Кто быстрее найдёт мир в Украине — детектив или адвокат?
«Вы можете избежать многих проблем, если будете говорить друг с другом», — так говорит норвежский миротворец Стейнар Брин. Профессор Нансенской академии в Лиллехаммере, глава Нансенской сети диалога (Nansen Dialogue), Брин последние 17 лет развивает и поддерживает центры нансеновского диалога на Балканах.
Брин убеждён, что конфликты, которые привели к войне на территории бывшей Югославии и в Украине, похожи.
«Лично я считаю, что вы должны решить проблему, учась жить вместе. Вы не должны создавать новые границы и новые деления. Возможно, гораздо сложнее жить вместе, несмотря на все различия, но этот вызов не только для Украины. Это вызов и для Франции, Германии, Великобритании и для Норвегии тоже — у нас были убиты 77 человек несколько лет назад [имеются в виду теракты, организованные Андерсом Брейвиком в 2011 г. — ред.]. Я знаю, что когда вы — украинец и живёте здесь, вы думаете, что этот конфликт абсолютно специфичный и уникальный. Так думают все, кто живёт в конфликте. Но я вижу структурное сходство этих конфликтов», — говорит миротворец.
Он приехал в Харьков по приглашению общественной организации «Линия Согласия» на показ документального фильма норвежского режиссера Юна Хаукеланда «Воссоединение. 10 лет после войны».

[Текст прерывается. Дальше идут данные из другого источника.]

//! Internationalization (i18n) module for multi-language support.
//!
//! This module manages the application's languages and their custom
//! translation strings ("language variables"). Core translation strings ship
//! with the application and are read-only; language variables are created by
//! editors, stored per language, and must never shadow a core string.
//!
//! # Architecture
//!
//! - `language`: the language set and per-language translation mappings
//! - `variable`: `LanguageVariable`, the CRUD view over one translation key
//! - `translation`: lookup for the built-in (core) translation strings
//! - `store`: persistence seam for translation mappings
//! - `slug`: key normalization
//!
//! # Example
//!
//! ```rust,ignore
//! use cms_panel::i18n::{CoreTranslations, LanguageVariable, Languages};
//!
//! let variable = LanguageVariable::create(&languages, &core, "Hello World", Some("Hi!"))?;
//! assert_eq!(variable.key(), "hello-world");
//! ```

mod language;
mod slug;
mod store;
mod translation;
mod variable;

pub use language::{Language, LanguageDef, Languages};
pub use slug::slug;
pub use store::{JsonFileStore, MemoryStore, TranslationStore, Translations};
pub use translation::CoreTranslations;
pub use variable::{LanguageVariable, VariableError};
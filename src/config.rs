use anyhow::{Context, Result};

#[derive(Debug, Clone)]
pub struct Config {
    // Panel API
    pub api_url: String,

    // Languages
    pub languages_dir: String,
    pub default_language: String,
}

impl Config {
    pub fn from_env() -> Result<Self> {
        // Load .env file (ignored in production)
        let _ = dotenvy::dotenv();

        Ok(Self {
            // Base URL of the panel API the dropdown endpoints live under
            api_url: std::env::var("PANEL_API_URL")
                .context("PANEL_API_URL not set")?,

            // Directory holding one translations file per language
            languages_dir: std::env::var("LANGUAGES_DIR")
                .unwrap_or_else(|_| "site/languages".to_string()),
            default_language: std::env::var("DEFAULT_LANGUAGE")
                .unwrap_or_else(|_| "en".to_string()),
        })
    }
}

#[cfg(test)]
mod tests {
    use super::*;

    #[test]
    fn test_from_env_reads_all_keys() {
        std::env::set_var("PANEL_API_URL", "http://localhost:8000/api");
        std::env::set_var("LANGUAGES_DIR", "/tmp/languages");
        std::env::set_var("DEFAULT_LANGUAGE", "de");

        let config = Config::from_env().expect("config");
        assert_eq!(config.api_url, "http://localhost:8000/api");
        assert_eq!(config.languages_dir, "/tmp/languages");
        assert_eq!(config.default_language, "de");

        std::env::remove_var("LANGUAGES_DIR");
        std::env::remove_var("DEFAULT_LANGUAGE");
    }

    #[test]
    fn test_config_clone_and_debug() {
        let config = Config {
            api_url: "http://localhost:8000/api".to_string(),
            languages_dir: "site/languages".to_string(),
            default_language: "en".to_string(),
        };

        let cloned = config.clone();
        assert_eq!(config.api_url, cloned.api_url);

        let debug_str = format!("{:?}", config);
        assert!(debug_str.contains("Config"));
        assert!(debug_str.contains("languages_dir"));
    }
}
//! Panel-side building blocks for a content-management system.
//!
//! Two independent components live here:
//!
//! - [`dropdown`]: asynchronously loads dropdown option lists for the admin
//!   panel, wires up dialog-opening click behavior, and reports failures to
//!   a notification sink instead of propagating them.
//! - [`i18n`]: language variables — custom translation strings stored per
//!   language and edited through a small CRUD surface, with persistence
//!   delegated to a pluggable store.
//!
//! There is no data or control flow between the two; they are consumed
//! separately by the surrounding application.

pub mod config;
pub mod dropdown;
pub mod i18n;

pub use config::Config;
pub use dropdown::{DialogOpener, DropdownError, DropdownLoader, NotificationSink};
pub use i18n::{CoreTranslations, Language, LanguageVariable, Languages, VariableError};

Герои фильма — албанцы и сербы из Косово. В марте 1999 года, они, ещё студенты, первый раз встретились за круглым столом, чтобы обсудить проблемы отношений между албанцами и сербами в нарастающем конфликте. Второй раз они собираются спустя 10 лет. Ведущим обеих встреч и был Стейнар Брин.
В 1999 году сербские студенты твердили, что Косово — неотъемлемая часть Сербии. Они боялись стремления албанцев к независимости. Албанцы же требовали признать систематические притеснения, прекратить их и извиниться. Это было всего за несколько дней до того, как силы НАТО начали бомбить Косово. Спустя 10 лет участники диалога меняются ролями. Теперь сербы обвиняют албанцев в притеснениях по этническому принципу.
В фильме Стейнар Брин предлагает участникам круглого стола сначала рассказать, что произошло с каждым за 10 лет, которые они не виделись. А потом сформулировать и задать другой стороне три-четыре вопроса, ответы на которые они хотят узнать.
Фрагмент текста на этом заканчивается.